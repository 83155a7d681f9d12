//src/dungeon/src/board.rs
use combat::{Enemy, EnemyKind, Position};
use dice::Dice;
use error::GameError;
use items::{Bonus, Weapon};
use serde::{Deserialize, Serialize};

use crate::{Difficulty, MoveDirection, tower::Tower};

pub const MIN_SIDE: u32 = 2;
pub const MAX_SIDE: u32 = 64;

/// Whatever sits on a cell
#[derive(Debug, Clone, PartialEq, Serialize, Deserialize)]
pub enum Occupant {
    Enemy(Enemy),
    Weapon(Weapon),
    Bonus(Bonus),
    Tower(Tower),
    Goal,
}

impl Occupant {
    pub fn symbol(&self) -> char {
        match self {
            Occupant::Enemy(enemy) => enemy.symbol(),
            Occupant::Weapon(_) => '/',
            Occupant::Bonus(_) => '+',
            Occupant::Tower(_) => 'T',
            Occupant::Goal => 'G',
        }
    }
}

#[derive(Debug, Clone, Default, PartialEq, Serialize, Deserialize)]
pub struct Cell {
    pub revealed: bool,
    pub occupant: Option<Occupant>,
}

/// Rectangular grid, stored row-major
#[derive(Debug, Clone, PartialEq, Serialize, Deserialize)]
pub struct Board {
    pub width: u32,
    pub height: u32,
    cells: Vec<Cell>,
    pub start: Position,
    pub goal: Position,
}

impl Board {
    /// Empty, fully hidden board with the goal in the far corner
    pub fn new(width: u32, height: u32) -> Result<Self, GameError> {
        let sides = MIN_SIDE..=MAX_SIDE;
        if !sides.contains(&width) || !sides.contains(&height) {
            return Err(GameError::InvalidConfig(format!(
                "board sides must be between {MIN_SIDE} and {MAX_SIDE}, got {width}x{height}"
            )));
        }
        let goal = Position::new(width as i32 - 1, height as i32 - 1);
        let mut board = Self {
            width,
            height,
            cells: vec![Cell::default(); (width * height) as usize],
            start: Position::new(0, 0),
            goal,
        };
        if let Some(cell) = board.cell_mut(goal) {
            cell.occupant = Some(Occupant::Goal);
        }
        Ok(board)
    }

    /// Populate every cell except start and goal from the difficulty weights
    pub fn generate(
        width: u32,
        height: u32,
        difficulty: Difficulty,
        dice: &mut dyn Dice,
    ) -> Result<Self, GameError> {
        let mut board = Self::new(width, height)?;
        let weights = difficulty.population();

        for y in 0..height as i32 {
            for x in 0..width as i32 {
                let pos = Position::new(x, y);
                if pos == board.start || pos == board.goal {
                    continue;
                }

                let draw = dice.chance();
                let weapon_edge = weights.enemy + weights.weapon;
                let bonus_edge = weapon_edge + weights.bonus;
                let tower_edge = bonus_edge + weights.tower;
                let occupant = if draw < weights.enemy {
                    let kind = match dice.range(0, 2) {
                        0 => EnemyKind::Rat,
                        1 => EnemyKind::Spider,
                        _ => EnemyKind::Skeleton,
                    };
                    Some(Occupant::Enemy(Enemy::spawn(kind, pos, dice)))
                } else if draw < weapon_edge {
                    Some(Occupant::Weapon(Weapon::random(dice)))
                } else if draw < bonus_edge {
                    Some(Occupant::Bonus(Bonus::random(dice)))
                } else if draw < tower_edge {
                    Some(Occupant::Tower(Tower::default()))
                } else {
                    None
                };

                if let Some(cell) = board.cell_mut(pos) {
                    cell.occupant = occupant;
                }
            }
        }

        tracing::info!(
            width,
            height,
            %difficulty,
            enemies = board.count(|o| matches!(o, Occupant::Enemy(_))),
            "board generated"
        );
        Ok(board)
    }

    pub fn in_bounds(&self, pos: Position) -> bool {
        pos.x >= 0 && pos.y >= 0 && (pos.x as u32) < self.width && (pos.y as u32) < self.height
    }

    fn index(&self, pos: Position) -> Option<usize> {
        self.in_bounds(pos)
            .then(|| (pos.y as u32 * self.width + pos.x as u32) as usize)
    }

    pub fn cell(&self, pos: Position) -> Option<&Cell> {
        self.index(pos).and_then(|i| self.cells.get(i))
    }

    fn cell_mut(&mut self, pos: Position) -> Option<&mut Cell> {
        self.index(pos).and_then(|i| self.cells.get_mut(i))
    }

    pub fn occupant_at(&self, pos: Position) -> Option<&Occupant> {
        self.cell(pos).and_then(|cell| cell.occupant.as_ref())
    }

    /// Remove and return whatever is on the cell
    pub fn take(&mut self, pos: Position) -> Option<Occupant> {
        self.cell_mut(pos).and_then(|cell| cell.occupant.take())
    }

    /// Put something on an empty cell
    pub fn place(&mut self, pos: Position, occupant: Occupant) -> Result<(), GameError> {
        let cell = self
            .cell_mut(pos)
            .ok_or(GameError::OutOfBounds { x: pos.x, y: pos.y })?;
        if cell.occupant.is_some() {
            return Err(GameError::CellOccupied { x: pos.x, y: pos.y });
        }
        cell.occupant = Some(occupant);
        Ok(())
    }

    /// Returns `true` if the cell was hidden before
    pub fn reveal(&mut self, pos: Position) -> bool {
        match self.cell_mut(pos) {
            Some(cell) if !cell.revealed => {
                cell.revealed = true;
                true
            }
            _ => false,
        }
    }

    /// Reveal the square of side `2 * reach + 1` around `center`, clipped to the board
    pub fn reveal_around(&mut self, center: Position, reach: i32) -> usize {
        let mut revealed = 0;
        for dy in -reach..=reach {
            for dx in -reach..=reach {
                if self.reveal(center.offset(dx, dy)) {
                    revealed += 1;
                }
            }
        }
        revealed
    }

    pub fn is_revealed(&self, pos: Position, reveal_all: bool) -> bool {
        self.in_bounds(pos) && (reveal_all || self.cell(pos).is_some_and(|c| c.revealed))
    }

    /// Orthogonal neighbours inside the board with nothing on them
    pub fn free_neighbours(&self, pos: Position) -> Vec<Position> {
        [
            MoveDirection::Up,
            MoveDirection::Right,
            MoveDirection::Down,
            MoveDirection::Left,
        ]
        .into_iter()
        .map(|dir| {
            let (dx, dy) = dir.delta();
            pos.offset(dx, dy)
        })
        .filter(|p| self.cell(*p).is_some_and(|c| c.occupant.is_none()))
        .collect()
    }

    pub fn count(&self, predicate: impl Fn(&Occupant) -> bool) -> usize {
        self.cells
            .iter()
            .filter_map(|c| c.occupant.as_ref())
            .filter(|o| predicate(o))
            .count()
    }

    pub fn revealed_count(&self) -> usize {
        self.cells.iter().filter(|c| c.revealed).count()
    }
}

Exercise description
Show every line above in which the word "sides" is found.

Exercise response
        let sides = MIN_SIDE..=MAX_SIDE;
        if !sides.contains(&width) || !sides.contains(&height) {
                "board sides must be between {MIN_SIDE} and {MAX_SIDE}, got {width}x{height}"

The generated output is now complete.